OA is a progressive joint disease caused by cartilage breakdown. It is the most common form of arthritis. OA can affect any joint in the body but occurs most often in the knees.

It can take anywhere from several months to several years to reach an advanced stage of OA. Your medical provider will assess your symptoms, X-rays, blood tests, and other laboratory tests to define your OA stage and subsequent treatment plan.

This article explains more about the four stages of osteoarthritis and how each one is treated.

The Main Stages of Osteoarthritis (OA)

Ellen Lindner / Verywell

Stage 0 (Pre-Osteoarthritis)

Stage zero is considered pre-osteoarthritis (pre-OA) and describes a normal, healthy joint before the disease manifests.
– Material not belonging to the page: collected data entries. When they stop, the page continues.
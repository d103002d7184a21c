// This Source Code Form is subject to the terms of the Mozilla Public
// License, v. 2.0. If a copy of the MPL was not distributed with this
// file, You can obtain one at https://mozilla.org/MPL/2.0/.
//
// Copyright (c) 2025 Pegasus Heavy Industries, LLC

//! Package descriptors.
//!
//! A [`Package`] is an immutable bundle of module sources plus the packages
//! it depends on. The only state it ever gains is its `name`/`scopedName`
//! (assigned once, on first resolution) and its module cache (created once,
//! on first `require`).

use serde::{Deserialize, Serialize};
use std::collections::BTreeMap;
use std::sync::{Arc, OnceLock};
use tracing::warn;

use crate::error::Result;
use crate::module_system::ModuleCache;
use crate::path;

/// Source of a single module
#[derive(Debug, Clone, PartialEq, Eq)]
pub struct ModuleSource {
    /// Program text
    pub content: String,
}

impl ModuleSource {
    /// Create a module source
    pub fn new(content: impl Into<String>) -> Self {
        Self {
            content: content.into(),
        }
    }
}

/// A bundle of modules and its dependency packages
#[derive(Debug, Default)]
pub struct Package {
    name: OnceLock<String>,
    scoped_name: OnceLock<String>,
    entry_point: Option<String>,
    version: Option<String>,
    modules: BTreeMap<String, ModuleSource>,
    dependencies: BTreeMap<String, Arc<Package>>,
    cache: OnceLock<ModuleCache>,
}

impl Package {
    /// Start building a package
    pub fn builder() -> PackageBuilder {
        PackageBuilder::default()
    }

    /// Parse a package snapshot (and its dependencies) from JSON
    pub fn from_json(json: &str) -> Result<Arc<Self>> {
        let descriptor: PackageDescriptor = serde_json::from_str(json)?;
        descriptor.into_package()
    }

    /// Package name, once known
    pub fn name(&self) -> Option<&str> {
        self.name.get().map(String::as_str)
    }

    /// Hierarchical `parent:child` name, once known
    pub fn scoped_name(&self) -> Option<&str> {
        self.scoped_name.get().map(String::as_str)
    }

    /// Declared entry point
    pub fn entry_point(&self) -> Option<&str> {
        self.entry_point.as_deref()
    }

    /// Declared version
    pub fn version(&self) -> Option<&str> {
        self.version.as_deref()
    }

    /// Source of the module at a canonical path
    pub fn module(&self, path: &str) -> Option<&ModuleSource> {
        self.modules.get(path)
    }

    /// All modules by canonical path
    pub fn modules(&self) -> &BTreeMap<String, ModuleSource> {
        &self.modules
    }

    /// Dependency declared under a bare specifier
    pub fn dependency(&self, specifier: &str) -> Option<&Arc<Package>> {
        self.dependencies.get(specifier)
    }

    /// All dependencies by bare specifier
    pub fn dependencies(&self) -> &BTreeMap<String, Arc<Package>> {
        &self.dependencies
    }

    /// This package's module cache, created on first access
    pub fn cache(&self) -> &ModuleCache {
        self.cache.get_or_init(ModuleCache::new)
    }

    /// The module cache if anything has created it yet
    pub fn existing_cache(&self) -> Option<&ModuleCache> {
        self.cache.get()
    }

    /// Assign the name unless one is already set; returns the name in effect
    pub(crate) fn name_or_init(&self, f: impl FnOnce() -> String) -> &str {
        self.name.get_or_init(f)
    }

    /// Assign the scoped name unless one is already set
    pub(crate) fn scoped_name_or_init(&self, f: impl FnOnce() -> String) -> &str {
        self.scoped_name.get_or_init(f)
    }
}

/// Builder for [`Package`]
#[derive(Debug, Default)]
pub struct PackageBuilder {
    name: Option<String>,
    scoped_name: Option<String>,
    entry_point: Option<String>,
    version: Option<String>,
    modules: BTreeMap<String, ModuleSource>,
    dependencies: BTreeMap<String, Arc<Package>>,
}

impl PackageBuilder {
    /// Preset the name
    pub fn name(mut self, name: impl Into<String>) -> Self {
        self.name = Some(name.into());
        self
    }

    /// Preset the scoped name
    pub fn scoped_name(mut self, scoped_name: impl Into<String>) -> Self {
        self.scoped_name = Some(scoped_name.into());
        self
    }

    /// Set the entry point
    pub fn entry_point(mut self, entry_point: impl Into<String>) -> Self {
        self.entry_point = Some(entry_point.into());
        self
    }

    /// Set the version
    pub fn version(mut self, version: impl Into<String>) -> Self {
        self.version = Some(version.into());
        self
    }

    /// Add a module. `path` is used verbatim as the canonical key.
    pub fn module(mut self, path: impl Into<String>, content: impl Into<String>) -> Self {
        self.modules.insert(path.into(), ModuleSource::new(content));
        self
    }

    /// Declare a dependency under a bare specifier
    pub fn dependency(mut self, specifier: impl Into<String>, package: Arc<Package>) -> Self {
        self.dependencies.insert(specifier.into(), package);
        self
    }

    /// Finish the package
    pub fn build(self) -> Arc<Package> {
        let package = Package {
            entry_point: self.entry_point,
            version: self.version,
            modules: self.modules,
            dependencies: self.dependencies,
            ..Package::default()
        };
        if let Some(name) = self.name {
            package.name_or_init(|| name);
        }
        if let Some(scoped_name) = self.scoped_name {
            package.scoped_name_or_init(|| scoped_name);
        }
        Arc::new(package)
    }
}

/// A file entry of a package snapshot
#[derive(Debug, Clone, Serialize, Deserialize)]
pub struct FileDescriptor {
    /// Program text
    pub content: String,

    /// Path recorded by the bundler
    #[serde(default)]
    pub path: Option<String>,

    /// Entry type (`blob`)
    #[serde(default, rename = "type")]
    pub file_type: Option<String>,
}

/// JSON snapshot of a package, as produced by the bundler.
///
/// Fields the loader has no use for (`source`, `progenitor`, `repository`,
/// ...) are ignored.
#[derive(Debug, Clone, Default, Serialize, Deserialize)]
#[serde(rename_all = "camelCase")]
pub struct PackageDescriptor {
    /// Package name
    pub name: Option<String>,

    /// Scoped name
    pub scoped_name: Option<String>,

    /// Entry point
    pub entry_point: Option<String>,

    /// Package version
    pub version: Option<String>,

    /// Compiled modules by canonical path
    #[serde(default, alias = "modules")]
    pub distribution: BTreeMap<String, FileDescriptor>,

    /// Dependency snapshots by bare specifier
    #[serde(default)]
    pub dependencies: BTreeMap<String, PackageDescriptor>,
}

impl PackageDescriptor {
    /// Build the package graph this snapshot describes
    pub fn into_package(self) -> Result<Arc<Package>> {
        let mut builder = Package::builder();
        if let Some(name) = self.name {
            builder = builder.name(name);
        }
        if let Some(scoped_name) = self.scoped_name {
            builder = builder.scoped_name(scoped_name);
        }
        if let Some(entry_point) = self.entry_point {
            builder = builder.entry_point(entry_point);
        }
        if let Some(version) = self.version {
            builder = builder.version(version);
        }

        // Keys are used as given; odd ones are kept but can never be required
        for (key, file) in self.distribution {
            if path::normalize::<&str>(&key, &[]) != key {
                warn!(path = %key, "module path is not canonical");
            }
            builder = builder.module(key, file.content);
        }

        for (specifier, dependency) in self.dependencies {
            if !path::is_package_specifier(&specifier) {
                warn!(%specifier, "dependency is not a bare specifier");
            }
            builder = builder.dependency(specifier, dependency.into_package()?);
        }

        Ok(builder.build())
    }
}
However, this stage can also describe an early stage of OA when damage is beginning to occur on a cellular level, without clinical signs or symptoms.

Symptoms and Signs

You usually wouldn't have any noticeable symptoms or detectable signs of OA during this stage. You may have experienced several healed or healing injuries of one or more of your joints at this stage, or you might be overusing one or more joints.

Changes to the joint lining that may lead to problems later could be happening at this stage.


The joint changes of pre-OA might not be apparent with imaging tests yet, but it may be possible for pre-OA to be diagnosed with an MRI examination.


Treatment of pre-OA will vary and depends on other health factors. Your healthcare provider may recommend over-the-counter (OTC) medications, supplements, and lifestyle changes.

Avoiding injury, overuse, and damage to your joints could prevent the progression of OA.

You should discuss all of the treatment options for pre-OA with your healthcare provider.

Stage 1 (Early or Doubtful)

Stage one of OA is considered early or doubtful. You may begin to lose some of the cartilage between your joints. However, the space between your joints wouldn't be getting smaller at this point. You may start to develop bone spurs, which are growths on the ends of the bones.

Symptoms and Signs

Some people do not have any symptoms or signs during stage one. Others may start to experience mild pain in the joints.


Your healthcare provider may do a physical exam and order an MRI, X-rays, and laboratory tests if there is a concern about your joints.


Most people do not seek treatment during stage one because they do not experience any symptoms. Treatment during stage one is not invasive and focuses on lifestyle changes, supplements, and over-the-counter medications. Lifestyle changes may include exercise, weight loss, yoga, and tai chi.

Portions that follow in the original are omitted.